> [Exercise brief]: Look below for the line that has "let cors = CorsLayer::new()". Set down the lines from there through the line that has "const BUNDLE: &str", exactly as written.
════
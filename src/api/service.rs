//! Shared business logic for the logistics API
//!
//! Holds the artifacts loaded at startup. Nothing here is mutated after
//! construction, so the service is shared across requests behind an `Arc`.

use tracing::info;

use crate::artifacts::WarehouseArtifacts;
use crate::districts::DistrictRegistry;
use crate::error::{LogisticsError, Result};
use crate::logistics::{LogisticsEstimator, LogisticsRates, Shipment};
use crate::models::{PestPrediction, RouteEstimate, WarehouseLocation};
use crate::pests::{PestClassifierClient, RemedyBook};
use crate::pipeline::{read_inventory, AssignmentPipeline, BatchAssignment};

pub struct LogisticsService {
    registry: DistrictRegistry,
    artifacts: Option<WarehouseArtifacts>,
    rates: LogisticsRates,
    remedies: RemedyBook,
    classifier: Option<PestClassifierClient>,
}

impl LogisticsService {
    pub fn new(registry: DistrictRegistry, rates: LogisticsRates) -> Self {
        Self {
            registry,
            artifacts: None,
            rates,
            remedies: RemedyBook::default(),
            classifier: None,
        }
    }

    pub fn with_artifacts(mut self, artifacts: WarehouseArtifacts) -> Self {
        self.artifacts = Some(artifacts);
        self
    }

    pub fn with_remedies(mut self, remedies: RemedyBook) -> Self {
        self.remedies = remedies;
        self
    }

    pub fn with_classifier(mut self, classifier: PestClassifierClient) -> Self {
        self.classifier = Some(classifier);
        self
    }

    pub fn has_model(&self) -> bool {
        self.artifacts.is_some()
    }

    /// District names for pick-lists, alphabetical
    pub fn districts(&self) -> Vec<String> {
        self.registry.sorted_names()
    }

    /// Candidate warehouses in model order
    pub fn candidates(&self) -> Result<Vec<WarehouseLocation>> {
        let artifacts = self.require_artifacts()?;
        Ok(artifacts
            .candidates
            .iter()
            .map(|d| WarehouseLocation {
                district: d.name.clone(),
                latitude: d.location.lat,
                longitude: d.location.lon,
            })
            .collect())
    }

    /// Run the batch pipeline over an uploaded CSV body
    pub fn assign_inventory(&self, upload: &[u8]) -> Result<BatchAssignment> {
        let artifacts = self.require_artifacts()?;
        let records = read_inventory(upload).map_err(|e| match e {
            LogisticsError::Csv(err) => {
                LogisticsError::validation(format!("unreadable inventory file: {}", err))
            }
            other => other,
        })?;
        info!("Processing inventory upload with {} rows", records.len());

        AssignmentPipeline::new(
            &artifacts.coordinates,
            &artifacts.candidates,
            &artifacts.model.scaler,
            &artifacts.model.model,
        )
        .run(&records)
    }

    pub fn estimate(&self, delivery_district: &str, shipment: Shipment) -> Result<RouteEstimate> {
        LogisticsEstimator::new(&self.registry, self.rates).estimate(delivery_district, shipment)
    }

    pub fn remedy(&self, pest_type: &str) -> &str {
        self.remedies.lookup(pest_type)
    }

    pub fn classifier(&self) -> Option<&PestClassifierClient> {
        self.classifier.as_ref()
    }

    pub async fn classify(&self, image: Vec<u8>, content_type: &str) -> Result<PestPrediction> {
        let client = self
            .classifier
            .as_ref()
            .ok_or_else(|| LogisticsError::Classifier("no classifier endpoint configured".into()))?;
        client.classify(image, content_type).await
    }

    fn require_artifacts(&self) -> Result<&WarehouseArtifacts> {
        self.artifacts
            .as_ref()
            .ok_or_else(|| LogisticsError::artifact("warehouse model is not loaded"))
    }
}
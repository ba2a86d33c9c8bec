//! Loading of the trained warehouse artifacts
//!
//! Everything here runs once at startup; the result is shared read-only.

use std::fs::File;
use std::io::{BufReader, Read};
use std::path::Path;

use tracing::info;

use crate::districts::DistrictRegistry;
use crate::error::{LogisticsError, Result};
use crate::geo::GeoPoint;
use crate::model::WarehouseModel;

/// Trained model plus the two warehouse tables it is used with
#[derive(Debug, Clone)]
pub struct WarehouseArtifacts {
    pub model: WarehouseModel,
    /// Feature order and cluster vocabulary, taken from the bundle
    pub candidates: DistrictRegistry,
    /// Coordinates used to join uploads and to place results on the map
    pub coordinates: DistrictRegistry,
}

impl WarehouseArtifacts {
    /// Combine a bundle with a join table. Falls back to the bundle's own
    /// warehouse list when no separate table is given.
    pub fn new(model: WarehouseModel, coordinates: Option<DistrictRegistry>) -> Result<Self> {
        model.validate()?;
        let candidates = DistrictRegistry::from_entries(
            model
                .warehouses
                .iter()
                .map(|w| (w.district.clone(), GeoPoint::new(w.latitude, w.longitude))),
        )
        .map_err(|e| LogisticsError::artifact(format!("bundle warehouse list: {}", e)))?;

        let coordinates = match coordinates {
            Some(table) if table.is_empty() => {
                return Err(LogisticsError::artifact("warehouse table is empty"));
            }
            Some(table) => table,
            None => candidates.clone(),
        };

        Ok(Self {
            model,
            candidates,
            coordinates,
        })
    }

    pub fn load(model_path: &Path, table_path: Option<&Path>) -> Result<Self> {
        let model = load_model(model_path)?;
        let coordinates = table_path.map(load_warehouse_table).transpose()?;
        let artifacts = Self::new(model, coordinates)?;
        info!(
            "Loaded model with {} candidate warehouses, {} join districts",
            artifacts.candidates.len(),
            artifacts.coordinates.len()
        );
        Ok(artifacts)
    }
}

pub fn read_model<R: Read>(reader: R) -> Result<WarehouseModel> {
    let model: WarehouseModel = serde_json::from_reader(reader)?;
    model.validate()?;
    Ok(model)
}

pub fn load_model(path: &Path) -> Result<WarehouseModel> {
    let file = File::open(path).map_err(|e| {
        LogisticsError::artifact(format!("cannot open model {}: {}", path.display(), e))
    })?;
    read_model(BufReader::new(file))
}

/// Load a `District,Latitude,Longitude` table
pub fn load_warehouse_table(path: &Path) -> Result<DistrictRegistry> {
    let file = File::open(path).map_err(|e| {
        LogisticsError::artifact(format!("cannot open warehouse table {}: {}", path.display(), e))
    })?;
    let table = DistrictRegistry::from_csv_reader(BufReader::new(file))?;
    if table.is_empty() {
        return Err(LogisticsError::artifact(format!(
            "warehouse table {} has no rows",
            path.display()
        )));
    }
    Ok(table)
}
//! Small numeric helpers shared by the pipelines

/// Quantile with linear interpolation between closest ranks.
///
/// Position is `(n - 1) * q` over the sorted values. Returns `None` for an
/// empty slice; `q` is clamped to `[0, 1]`.
pub fn quantile_linear(values: &[f64], q: f64) -> Option<f64> {
    if values.is_empty() {
        return None;
    }

    let mut sorted = values.to_vec();
    sorted.sort_by(|a, b| a.partial_cmp(b).unwrap_or(std::cmp::Ordering::Equal));

    let pos = (sorted.len() - 1) as f64 * q.clamp(0.0, 1.0);
    let lower = pos.floor() as usize;
    let upper = pos.ceil() as usize;
    let frac = pos - lower as f64;

    Some(sorted[lower] + (sorted[upper] - sorted[lower]) * frac)
}

/// Round to two decimal places for display
pub fn round2(value: f64) -> f64 {
    (value * 100.0).round() / 100.0
}
//! API module for warehouse assignment and delivery estimates
//!
//! Provides the REST interface over the shared LogisticsService.

pub mod handlers;
pub mod service;

pub use service::LogisticsService;

use axum::{
    extract::DefaultBodyLimit,
    routing::{get, post},
    Router,
};
use std::sync::Arc;
use tower_http::cors::{Any, CorsLayer};
use tower_http::trace::TraceLayer;

/// Largest accepted upload (inventory CSV or pest image)
pub const MAX_UPLOAD_BYTES: usize = 16 * 1024 * 1024;

pub fn create_rest_router(service: Arc<LogisticsService>) -> Router {
    // CORS configuration
    let cors = CorsLayer::new()
        .allow_origin(Any)
        .allow_methods(Any)
        .allow_headers(Any);

    Router::new()
        // Health check
        .route("/api/v1/health", get(handlers::health))
        // Registry
        .route("/api/v1/districts", get(handlers::get_districts))
        // Warehouses
        .route("/api/v1/warehouses/candidates", get(handlers::get_candidates))
        .route("/api/v1/warehouses/assign", post(handlers::assign_warehouses))
        // Delivery estimate
        .route("/api/v1/logistics", post(handlers::estimate_delivery))
        // Pest advisory
        .route("/api/v1/pests/:pest/remedy", get(handlers::get_remedy))
        .route("/api/v1/pests/classify", post(handlers::classify_pest))
        // State and middleware
        .with_state(service)
        .layer(DefaultBodyLimit::max(MAX_UPLOAD_BYTES))
        .layer(TraceLayer::new_for_http())
        .layer(cors)
}

#[cfg(test)]
mod tests {
    use super::*;
    use crate::artifacts::{read_model, WarehouseArtifacts};
    use crate::districts::DistrictRegistry;
    use crate::logistics::LogisticsRates;
    use crate::pests::{PestClassifierClient, RemedyBook};
    use axum::body::Body;
    use axum::http::{header, Request, StatusCode};
    use serde_json::{json, Value};
    use tower::ServiceExt;

    // Two warehouses; centroids sit where scaled distance vectors of
    // eastern and western districts land.
    const BUNDLE: &str = r#"{
        "scaler": {"mean": [300.0, 300.0], "scale": [200.0, 200.0]},
        "model": {"centroids": [[-1.5, 0.0], [0.0, -1.5]]},
        "warehouses": [
            {"District": "Kathmandu", "Latitude": 27.7103, "Longitude": 85.3222},
            {"District": "Kaski", "Latitude": 28.2622, "Longitude": 84.0167}
        ]
    }"#;

    fn service(with_model: bool) -> LogisticsService {
        let mut service = LogisticsService::new(DistrictRegistry::nepal(), LogisticsRates::default())
            .with_remedies(
                RemedyBook::from_csv_reader("pestname,remedy\nTermite,Flood the field\n".as_bytes())
                    .unwrap(),
            );
        if with_model {
            let model = read_model(BUNDLE.as_bytes()).unwrap();
            let artifacts = WarehouseArtifacts::new(model, Some(DistrictRegistry::nepal())).unwrap();
            service = service.with_artifacts(artifacts);
        }
        service
    }

    fn app(with_model: bool) -> Router {
        create_rest_router(Arc::new(service(with_model)))
    }

    /// Serve a canned classifier reply on an ephemeral port
    async fn spawn_classifier(status: StatusCode, reply: Value) -> String {
        let stub = Router::new().route(
            "/predict",
            post(move |_image: axum::body::Bytes| {
                let reply = reply.clone();
                async move { (status, axum::Json(reply)) }
            }),
        );
        let listener = tokio::net::TcpListener::bind("127.0.0.1:0").await.unwrap();
        let addr = listener.local_addr().unwrap();
        tokio::spawn(async move {
            axum::serve(listener, stub).await.unwrap();
        });
        format!("http://{}/predict", addr)
    }

    async fn classify_with(status: StatusCode, reply: Value) -> axum::response::Response {
        let url = spawn_classifier(status, reply).await;
        let service = service(false).with_classifier(PestClassifierClient::new(url).unwrap());
        create_rest_router(Arc::new(service))
            .oneshot(
                Request::post("/api/v1/pests/classify")
                    .header(header::CONTENT_TYPE, "image/jpeg")
                    .body(Body::from(vec![0xFFu8, 0xD8, 0xFF, 0xE0]))
                    .unwrap(),
            )
            .await
            .unwrap()
    }

    async fn json_body(response: axum::response::Response) -> Value {
        let bytes = axum::body::to_bytes(response.into_body(), usize::MAX).await.unwrap();
        serde_json::from_slice(&bytes).unwrap()
    }

    fn multipart_request(field: &str, filename: &str, content: &str) -> Request<Body> {
        let boundary = "XBOUNDARYX";
        let body = format!(
            "--{b}\r\nContent-Disposition: form-data; name=\"{f}\"; filename=\"{n}\"\r\n\
             Content-Type: text/csv\r\n\r\n{c}\r\n--{b}--\r\n",
            b = boundary,
            f = field,
            n = filename,
            c = content
        );
        Request::builder()
            .method("POST")
            .uri("/api/v1/warehouses/assign")
            .header(
                header::CONTENT_TYPE,
                format!("multipart/form-data; boundary={}", boundary),
            )
            .body(Body::from(body))
            .unwrap()
    }

    fn form_request(body: &str) -> Request<Body> {
        Request::builder()
            .method("POST")
            .uri("/api/v1/logistics")
            .header(header::CONTENT_TYPE, "application/x-www-form-urlencoded")
            .body(Body::from(body.to_string()))
            .unwrap()
    }

    #[tokio::test]
    async fn test_health() {
        let response = app(false)
            .oneshot(Request::get("/api/v1/health").body(Body::empty()).unwrap())
            .await
            .unwrap();
        assert_eq!(response.status(), StatusCode::OK);
        let body = json_body(response).await;
        assert_eq!(body["status"], "ok");
        assert_eq!(body["model_loaded"], false);
    }

    #[tokio::test]
    async fn test_districts_sorted() {
        let response = app(false)
            .oneshot(Request::get("/api/v1/districts").body(Body::empty()).unwrap())
            .await
            .unwrap();
        let body = json_body(response).await;
        let names = body.as_array().unwrap();
        assert_eq!(names.len(), 72);
        assert_eq!(names[0], "Achham");
    }

    #[tokio::test]
    async fn test_logistics_estimate() {
        let response = app(false)
            .oneshot(form_request(
                "delivery_district=Kathmandu&product_quantity=5&product_weight=20",
            ))
            .await
            .unwrap();
        assert_eq!(response.status(), StatusCode::OK);
        let body = json_body(response).await;
        assert_eq!(body["nearest_warehouse"], "Lalitpur");
        assert_eq!(body["cost_breakdown"]["weight_cost"], 200.0);
        assert_eq!(body["cost_breakdown"]["quantity_cost"], 25.0);
        assert_eq!(body["route_details"]["destination"]["district"], "Kathmandu");
    }

    #[tokio::test]
    async fn test_logistics_rejects_non_numeric() {
        let response = app(false)
            .oneshot(form_request(
                "delivery_district=Kaski&product_quantity=lots&product_weight=1",
            ))
            .await
            .unwrap();
        assert_eq!(response.status(), StatusCode::BAD_REQUEST);
        let body = json_body(response).await;
        assert!(body["error"].as_str().unwrap().contains("product_quantity"));
    }

    #[tokio::test]
    async fn test_logistics_requires_district() {
        let response = app(false)
            .oneshot(form_request("product_quantity=1&product_weight=1"))
            .await
            .unwrap();
        assert_eq!(response.status(), StatusCode::BAD_REQUEST);
    }

    #[tokio::test]
    async fn test_assign_upload() {
        let csv = "District,Quantity\nJhapa,10\nIlam,4\nKaski,8\nMustang,2\nAtlantis,1\n";
        let response = app(true)
            .oneshot(multipart_request("inventory_file", "stock.csv", csv))
            .await
            .unwrap();
        assert_eq!(response.status(), StatusCode::OK);
        let body = json_body(response).await;
        assert_eq!(body["show_prediction"], true);
        assert_eq!(body["summary"]["rows_in"], 5);
        assert_eq!(body["summary"]["rows_dropped"], 1);
        let warehouses = body["warehouses"].as_array().unwrap();
        assert_eq!(warehouses.len(), 2);
    }

    #[tokio::test]
    async fn test_assign_without_model_is_server_error() {
        let response = app(false)
            .oneshot(multipart_request("inventory_file", "stock.csv", "District\nKaski\n"))
            .await
            .unwrap();
        assert_eq!(response.status(), StatusCode::INTERNAL_SERVER_ERROR);
    }

    #[tokio::test]
    async fn test_assign_rejects_wrong_extension() {
        let response = app(true)
            .oneshot(multipart_request("inventory_file", "stock.png", "District\nKaski\n"))
            .await
            .unwrap();
        assert_eq!(response.status(), StatusCode::BAD_REQUEST);
    }

    #[tokio::test]
    async fn test_assign_missing_field() {
        let response = app(true)
            .oneshot(multipart_request("other", "stock.csv", "District\nKaski\n"))
            .await
            .unwrap();
        assert_eq!(response.status(), StatusCode::BAD_REQUEST);
        let body = json_body(response).await;
        assert_eq!(body["error"], "No file part");
    }

    #[tokio::test]
    async fn test_assign_without_district_column() {
        let response = app(true)
            .oneshot(multipart_request("inventory_file", "stock.csv", "Crop,Quantity\nRice,3\n"))
            .await
            .unwrap();
        assert_eq!(response.status(), StatusCode::BAD_REQUEST);
    }

    #[tokio::test]
    async fn test_remedy_lookup() {
        let response = app(false)
            .oneshot(Request::get("/api/v1/pests/termite/remedy").body(Body::empty()).unwrap())
            .await
            .unwrap();
        let body = json_body(response).await;
        assert_eq!(body["remedy"], "Flood the field");
    }

    #[tokio::test]
    async fn test_classify_without_endpoint() {
        let response = app(false)
            .oneshot(
                Request::post("/api/v1/pests/classify")
                    .header(header::CONTENT_TYPE, "image/jpeg")
                    .body(Body::from(vec![0xFFu8, 0xD8, 0xFF]))
                    .unwrap(),
            )
            .await
            .unwrap();
        assert_eq!(response.status(), StatusCode::SERVICE_UNAVAILABLE);
    }

    #[tokio::test]
    async fn test_classify_returns_prediction_and_remedy() {
        let response =
            classify_with(StatusCode::OK, json!({"pest_type": "termite", "confidence": 92.5})).await;
        assert_eq!(response.status(), StatusCode::OK);
        let body = json_body(response).await;
        assert_eq!(body["prediction"]["pest_type"], "termite");
        assert_eq!(body["prediction"]["confidence"], 92.5);
        assert_eq!(body["remedy"], "Flood the field");
    }

    #[tokio::test]
    async fn test_classify_upstream_failure_is_bad_gateway() {
        let response =
            classify_with(StatusCode::INTERNAL_SERVER_ERROR, json!({"error": "model crashed"})).await;
        assert_eq!(response.status(), StatusCode::BAD_GATEWAY);
    }

    #[tokio::test]
    async fn test_classify_rejects_out_of_range_confidence() {
        let response =
            classify_with(StatusCode::OK, json!({"pest_type": "termite", "confidence": 140.0})).await;
        assert_eq!(response.status(), StatusCode::BAD_GATEWAY);
        let body = json_body(response).await;
        assert!(body["error"].as_str().unwrap().contains("confidence"));
    }

    #[tokio::test]
    async fn test_classify_rejects_empty_image() {
        let url = spawn_classifier(StatusCode::OK, json!({"pest_type": "x", "confidence": 1.0})).await;
        let service = service(false).with_classifier(PestClassifierClient::new(url).unwrap());
        let response = create_rest_router(Arc::new(service))
            .oneshot(Request::post("/api/v1/pests/classify").body(Body::empty()).unwrap())
            .await
            .unwrap();
        assert_eq!(response.status(), StatusCode::BAD_REQUEST);
    }

    #[tokio::test]
    async fn test_logistics_rejects_oversized_weight() {
        let response = app(false)
            .oneshot(form_request(
                "delivery_district=Kaski&product_quantity=1&product_weight=1e308",
            ))
            .await
            .unwrap();
        assert_eq!(response.status(), StatusCode::BAD_REQUEST);
    }
}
════
> [Response area]:
    let cors = CorsLayer::new()
        .allow_origin(Any)
        .allow_methods(Any)
        .allow_headers(Any);

    Router::new()
        // Health check
        .route("/api/v1/health", get(handlers::health))
        // Registry
        .route("/api/v1/districts", get(handlers::get_districts))
        // Warehouses
        .route("/api/v1/warehouses/candidates", get(handlers::get_candidates))
        .route("/api/v1/warehouses/assign", post(handlers::assign_warehouses))
        // Delivery estimate
        .route("/api/v1/logistics", post(handlers::estimate_delivery))
        // Pest advisory
        .route("/api/v1/pests/:pest/remedy", get(handlers::get_remedy))
        .route("/api/v1/pests/classify", post(handlers::classify_pest))
        // State and middleware
        .with_state(service)
        .layer(DefaultBodyLimit::max(MAX_UPLOAD_BYTES))
        .layer(TraceLayer::new_for_http())
        .layer(cors)
}

#[cfg(test)]
mod tests {
    use super::*;
    use crate::artifacts::{read_model, WarehouseArtifacts};
    use crate::districts::DistrictRegistry;
    use crate::logistics::LogisticsRates;
    use crate::pests::{PestClassifierClient, RemedyBook};
    use axum::body::Body;
    use axum::http::{header, Request, StatusCode};
    use serde_json::{json, Value};
    use tower::ServiceExt;

    // Two warehouses; centroids sit where scaled distance vectors of
    // eastern and western districts land.
    const BUNDLE: &str = r#"{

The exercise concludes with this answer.